Tuesday, October 30, 2007

A Google Translate API?

I got all excited today when my favorite podcasters, the Java Posse announced in episode #148 that Google had released an API for their translate service.

I've had my own implementation going on for several months now, and I was all ready to post that I was going to discontinue my Google Translate Scraper. Who wants to use a scraper when you've got a real robust interface, right?

Then I looked at the code, and there is no way this is an official Google API, because it's nothing more than a two class scraper that's far more immature than my own implementation.

A couple of key differences between this one and mine. MIne has some basic test coverage, this one doesn't. My implementation will throw a TranslationException if you try to send more data than Google will process (you can't just send them an arbitrary amount of text). My implementation includes a real XML parser so if Google radically changes their HTML structure I can can still parse it cleanly.

So for now I'll keep my project going, hopefully one day Google really will release an API for their translate service.

Thursday, October 11, 2007

Return of the Coder

It feels good to get some coding done, even if it isn't a whole lot. I've had a long hiatus for the last two months and now I'm trying to pick things up where I left off. The reason for my absence?

Maxim Alexander Hudgins

Maxim Alexander Hudgins (7 lbs 10 oz) was born in Aug 20th, he's my first and I'm quite proud. In fact I hear him cooing in the background as I write this. I know what your thinking, but no, we did not name him after a men's magazine. His name is a very old Russian name and it's pronounced "mak seam".

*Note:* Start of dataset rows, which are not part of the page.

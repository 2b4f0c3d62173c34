use log::{Level, LevelFilter};

struct ScanLogger;

static LOGGER: ScanLogger = ScanLogger;

impl log::Log for ScanLogger {
    fn enabled(&self, metadata: &log::Metadata) -> bool {
        metadata.level() <= log::max_level()
    }

    fn log(&self, record: &log::Record) {
        if !self.enabled(record.metadata()) {
            return;
        }

        let tag = match record.level() {
            Level::Error => "Error",
            Level::Warn => "Warn",
            Level::Info => "Info",
            Level::Debug => "Debug",
            Level::Trace => "Trace",
        };

        println!("[{}] {}", tag, record.args());
    }

    fn flush(&self) {}
}

fn filter(debug: bool) -> LevelFilter {
    if debug {
        LevelFilter::Debug
    } else {
        LevelFilter::Info
    }
}

pub fn init(debug: bool) {
    // Result is ignored since we guarantee that init is called only one time.
    let _ = log::set_logger(&LOGGER).map(|_| log::set_max_level(filter(debug)));
}
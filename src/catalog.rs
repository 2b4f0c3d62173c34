use std::{fs, path::Path};

use serde::Deserialize;

use crate::error::ScanError;

pub const UNKNOWN_SERVICE: &str = "unknown";

#[derive(Debug, Clone, PartialEq, Eq, Deserialize)]
pub struct ServiceEntry {
    pub port: u16,
    pub service: String,
}

impl ServiceEntry {
    pub fn new(port: u16, service: impl Into<String>) -> Self {
        Self {
            port,
            service: service.into(),
        }
    }
}

/// Port number to service name table. Entries keep file order and may
/// repeat a port; the first one wins.
#[derive(Debug, Clone, Default, PartialEq, Eq, Deserialize)]
#[serde(transparent)]
pub struct ServiceCatalog {
    entries: Vec<ServiceEntry>,
}

impl ServiceCatalog {
    pub fn new(entries: Vec<ServiceEntry>) -> Self {
        Self { entries }
    }

    pub fn load(path: impl AsRef<Path>) -> Result<Self, ScanError> {
        let path = path.as_ref();
        let raw = fs::read(path).map_err(|e| ScanError::CatalogReadFailed(path.into(), e))?;
        let catalog: Self = serde_json::from_slice(&raw)
            .map_err(|e| ScanError::CatalogParseFailed(path.into(), e))?;

        log::debug!(
            "Loaded {} service entries from `{}`",
            catalog.len(),
            path.display()
        );

        Ok(catalog)
    }

    /// Like [`ServiceCatalog::load`] but a missing or broken file only
    /// costs the service names.
    pub fn load_or_empty(path: impl AsRef<Path>) -> Self {
        Self::load(path).unwrap_or_else(|e| {
            log::warn!("{}; every open port will be reported as `{}`", e, UNKNOWN_SERVICE);
            Self::default()
        })
    }

    pub fn classify(&self, port: u16) -> &str {
        self.entries
            .iter()
            .find(|e| e.port == port)
            .map_or(UNKNOWN_SERVICE, |e| e.service.as_str())
    }

    #[inline]
    pub fn len(&self) -> usize {
        self.entries.len()
    }

    #[inline]
    pub fn is_empty(&self) -> bool {
        self.entries.is_empty()
    }
}
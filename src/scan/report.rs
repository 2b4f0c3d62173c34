use std::{
    fmt::{self, Display},
    time::Duration,
};

use pad::PadStr;

use crate::scan::Target;

#[derive(Debug, Clone, PartialEq, Eq)]
pub enum PortOutcome {
    Open(String),
    Closed,
    /// Closed because the descriptor retry ceiling was hit.
    Exhausted,
}

impl Display for PortOutcome {
    fn fmt(&self, f: &mut fmt::Formatter<'_>) -> fmt::Result {
        match self {
            PortOutcome::Open(service) => write!(f, "open ({})", service),
            PortOutcome::Closed => write!(f, "closed"),
            PortOutcome::Exhausted => write!(f, "closed (descriptors exhausted)"),
        }
    }
}

#[derive(Debug, Clone, PartialEq, Eq)]
pub struct PortResult {
    pub port: u16,
    pub outcome: PortOutcome,
}

impl PortResult {
    pub fn new(port: u16, outcome: PortOutcome) -> Self {
        Self { port, outcome }
    }
}

#[derive(Debug, Clone, Copy, PartialEq, Eq)]
pub enum Terminal {
    HostDown,
    Completed,
}

#[derive(Debug, Clone, PartialEq, Eq)]
pub struct OpenPort {
    pub port: u16,
    pub service: String,
}

#[derive(Debug, Clone)]
pub struct ScanReport {
    pub target: Target,
    pub terminal: Terminal,
    pub elapsed: Duration,
    /// Ascending by port.
    pub open: Vec<OpenPort>,
    pub closed: usize,
    /// Ports counted in `closed` that were never actually answered.
    pub exhausted: usize,
}

impl ScanReport {
    pub fn host_down(target: Target, elapsed: Duration) -> Self {
        Self {
            target,
            terminal: Terminal::HostDown,
            elapsed,
            open: Vec::new(),
            closed: 0,
            exhausted: 0,
        }
    }

    #[inline]
    pub fn open_count(&self) -> usize {
        self.open.len()
    }

    #[inline]
    pub fn total(&self) -> usize {
        self.open.len() + self.closed
    }

    fn header(&self) -> String {
        let name = self.target.name().unwrap_or_default();
        format!("IP Address {}, Hostname {}", self.target.ip(), name)
    }

    pub fn lines(&self) -> Vec<String> {
        let mut lines = vec![self.header()];

        if self.terminal == Terminal::HostDown {
            lines.push("Host may be Down!".into());
            return lines;
        }

        lines.push(format!("Scan Duration: {:.4}s", self.elapsed.as_secs_f32()));

        if !self.open.is_empty() {
            lines.push(format!("{}{}Service", "Port".pad_to_width(8), "State".pad_to_width(7)));
            lines.extend(self.open.iter().map(|op| {
                format!(
                    "{}{}{}",
                    op.port.to_string().pad_to_width(8),
                    "open".pad_to_width(7),
                    op.service
                )
            }));
        }

        lines.push(format!(
            "There are {} ports open and {} ports closed.",
            self.open_count(),
            self.closed
        ));

        if self.exhausted > 0 {
            lines.push(format!(
                "{} of the closed ports were given up on after running out of file descriptors.",
                self.exhausted
            ));
        }

        lines
    }
}

impl Display for ScanReport {
    fn fmt(&self, f: &mut fmt::Formatter<'_>) -> fmt::Result {
        self.lines().iter().try_for_each(|line| writeln!(f, "{}", line))
    }
}

/// Builds the completed report once every probe task joined.
pub fn aggregate<I>(target: Target, outcomes: I, elapsed: Duration) -> ScanReport
where
    I: IntoIterator<Item = PortResult>,
{
    let mut open = Vec::new();
    let mut closed = 0;
    let mut exhausted = 0;

    for result in outcomes {
        match result.outcome {
            PortOutcome::Open(service) => open.push(OpenPort {
                port: result.port,
                service,
            }),
            PortOutcome::Closed => closed += 1,
            PortOutcome::Exhausted => {
                closed += 1;
                exhausted += 1;
            }
        }
    }

    open.sort_unstable_by_key(|op| op.port);

    ScanReport {
        target,
        terminal: Terminal::Completed,
        elapsed,
        open,
        closed,
        exhausted,
    }
}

Plenty of photos here : www.flickr.com/photos/jasonhudgins/tags/maxim/

Changing the subject, almost every java developer that I know uses Eclipse as their primary IDE. I listen to the javaposse podcast pretty religiously, and they have always said good things about NetBeans. So I decided to take a serious look at it.

The big thing for me is support for maven, I love it and I can't imagine not using it. With eclipse you have two options, you can either use the internal maven plugin (mvn eclipse:* commands), to generate the project files for eclipse or you can use the maven eclipse plugin. Bad things tend to happen if you try to use both at the same time. Of the two I prefer the maven internal plugin, I've only experienced grief with the eclipse plugin.

Getting maven to integrate cleanly with WTP in eclipse for developing web apps was a painful experience for me. For one thing, you can't use the newest version of eclipse, europa, because the maven internal plugin doesn't yet support WTP 2.0 yet Even using 3.2.2 it seems like I was always having to much around .classpath and try to get things to work.

There is also a maven plugin for NetBeans, it's called mavenide. It also comes from CodeHaus, the makers of the eclipse plugin. After installing the plugin and opening one of my maven projects, I was immediately aware that mavenide has a very tight integration with the NetBeans platform. It's features are very well organized, and I have yet to do any mucking with config files, everything is just working, and I'm very happy. The webapp support is really great. NetBeans 6 is looking good too, but the maven support wasn't quite up to par, so I'm still using 5.5 at the moment. I'm ready to say goodbye to eclipse for the time being, but I expect both apps to continue to improve so swearing fealty to either would be short sighted.

And the final bit of news, I've released version 0.9.8 of the GoogleTranslateScraper, it's available on my software page. I've cleaned up the unit tests and put a cap on the amount of text you can submit for a translation job (30000 characters max).

Somewhere around this point google stops translating. My first idea was to just split up the input into smaller chunks and submit multiple jobs concurrently. Sounds easy, but you can't just arbitrarily split the data, you have to try and do it on a sensible boundary, like the end of a sentence, otherwise your translation won't work very smoothly across the transitions. A character followed by some punctuation would do it for English, but I don't know how to do it with non-western languages, Chinese, etc. So I took the easy way out and just punted the problem up to the next layer in the application. So if your using my library and want to translate large globs of text, then it's your job to split the data into chunks in whatever way you feel is appropriate.